| REQUIRED WORK |
An exact copy of the lines from the one containing "pub fn is_link_failure(&self)" to the end of the records below is required, and nothing else.

| SUPPLIED DATA |
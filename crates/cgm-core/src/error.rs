//! Error types for cgm-core.
//!
//! # Severity
//!
//! Every error classifies itself with [`Error::severity`]:
//!
//! | Error | Severity | Recovery |
//! |-------|----------|----------|
//! | [`Error::Decrypt`] | Recoverable | Reset the reassembler, keep listening |
//! | [`Error::InvalidData`] | Recoverable | Drop the frame, keep listening |
//! | [`Error::Timeout`] | Session-fatal | Disconnect; the user reconnects |
//! | [`Error::Transport`] | Session-fatal | Disconnect; the user reconnects |
//! | [`Error::ServiceNotFound`] | Session-fatal | Disconnect; wrong peripheral or firmware |
//! | [`Error::CharacteristicNotFound`] | Session-fatal | Disconnect |
//! | [`Error::Auth`] | Pairing-fatal | Pair again |
//! | [`Error::NotPaired`] | Pairing-fatal | Pair first |
//!
//! Nothing here crosses the dispatch boundary as a panic or `Err`: the
//! connection state machine converts errors into `SetConnectionError`
//! actions, with `is_critical` taken from [`Error::is_critical`].

use std::time::Duration;

use thiserror::Error;

/// Errors that can occur in the acquisition pipeline.
///
/// This enum is marked `#[non_exhaustive]` to allow adding new error variants
/// in future versions without breaking downstream code.
#[derive(Debug, Error)]
#[non_exhaustive]
pub enum Error {
    /// The transport failed or the link dropped.
    #[error("Transport error: {reason}")]
    Transport {
        /// Description reported by the transport.
        reason: String,
    },

    /// The sensor service was not found on the peripheral.
    #[error("Service not found: {uuid}")]
    ServiceNotFound {
        /// The service UUID.
        uuid: String,
    },

    /// A required characteristic was not found on the peripheral.
    #[error("Characteristic not found: {uuid} (searched {searched} characteristics)")]
    CharacteristicNotFound {
        /// The UUID that was not found.
        uuid: String,
        /// Number of characteristics that were discovered.
        searched: usize,
    },

    /// Sensor identity is malformed; the unlock payload cannot be built.
    #[error("Authentication error: {0}")]
    Auth(String),

    /// Frame could not be decrypted (wrong key or corrupted data).
    #[error("Decrypt error: {0}")]
    Decrypt(String),

    /// Operation attempted while not connected.
    #[error("Not connected to sensor")]
    NotConnected,

    /// Operation requires a paired sensor.
    #[error("No sensor paired")]
    NotPaired,

    /// Operation timed out.
    #[error("Operation '{operation}' timed out after {duration:?}")]
    Timeout {
        /// The operation that timed out.
        operation: String,
        /// The timeout duration.
        duration: Duration,
    },

    /// Operation was cancelled.
    #[error("Operation cancelled")]
    Cancelled,

    /// Invalid configuration provided.
    #[error("Invalid configuration: {0}")]
    InvalidConfig(String),

    /// Data received from the sensor was malformed.
    #[error("Invalid data: {0}")]
    InvalidData(String),

    /// Byte-level parse failure.
    #[error(transparent)]
    Parse(#[from] cgm_types::ParseError),

    /// Persisting state failed.
    #[error("Persistence error: {0}")]
    Persistence(String),
}

/// How far an error propagates.
#[derive(Debug, Clone, Copy, PartialEq, Eq, PartialOrd, Ord)]
pub enum Severity {
    /// The session continues.
    Recoverable,
    /// The current session ends; the sensor stays paired.
    SessionFatal,
    /// Pairing must be redone.
    PairingFatal,
}

impl Error {
    /// Create a transport error.
    pub fn transport(reason: impl Into<String>) -> Self {
        Self::Transport {
            reason: reason.into(),
        }
    }

    /// Create a service not found error.
    pub fn service_not_found(uuid: impl ToString) -> Self {
        Self::ServiceNotFound {
            uuid: uuid.to_string(),
        }
    }

    /// Create a characteristic not found error.
    pub fn characteristic_not_found(uuid: impl ToString, searched: usize) -> Self {
        Self::CharacteristicNotFound {
            uuid: uuid.to_string(),
            searched,
        }
    }

    /// Create a decrypt error.
    pub fn decrypt(message: impl Into<String>) -> Self {
        Self::Decrypt(message.into())
    }

    /// Create a timeout error with operation context.
    pub fn timeout(operation: impl Into<String>, duration: Duration) -> Self {
        Self::Timeout {
            operation: operation.into(),
            duration,
        }
    }

    /// Create a configuration error.
    pub fn invalid_config(message: impl Into<String>) -> Self {
        Self::InvalidConfig(message.into())
    }

    /// Classify this error.
    #[must_use]
    pub fn severity(&self) -> Severity {
        match self {
            Error::Decrypt(_) | Error::InvalidData(_) | Error::Parse(_) => Severity::Recoverable,
            Error::Persistence(_) | Error::Cancelled | Error::InvalidConfig(_) => {
                Severity::Recoverable
            }
            Error::Transport { .. }
            | Error::ServiceNotFound { .. }
            | Error::CharacteristicNotFound { .. }
            | Error::NotConnected
            | Error::Timeout { .. } => Severity::SessionFatal,
            Error::Auth(_) | Error::NotPaired => Severity::PairingFatal,
        }
    }

    /// Whether the error ends the current session.
    #[must_use]
    pub fn is_critical(&self) -> bool {
        self.severity() != Severity::Recoverable
    }

    /// Whether the link itself failed, so a fresh connection may succeed.
    #[must_use]
    pub fn is_link_failure(&self) -> bool {
        matches!(
            self,
            Error::Transport { .. } | Error::Timeout { .. } | Error::NotConnected
        )
    }
}

/// Result type alias using cgm-core's Error type.
pub type Result<T> = std::result::Result<T, Error>;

| WORKED SOLUTION |
    pub fn is_link_failure(&self) -> bool {
        matches!(
            self,
            Error::Transport { .. } | Error::Timeout { .. } | Error::NotConnected
        )
    }
}

/// Result type alias using cgm-core's Error type.
pub type Result<T> = std::result::Result<T, Error>;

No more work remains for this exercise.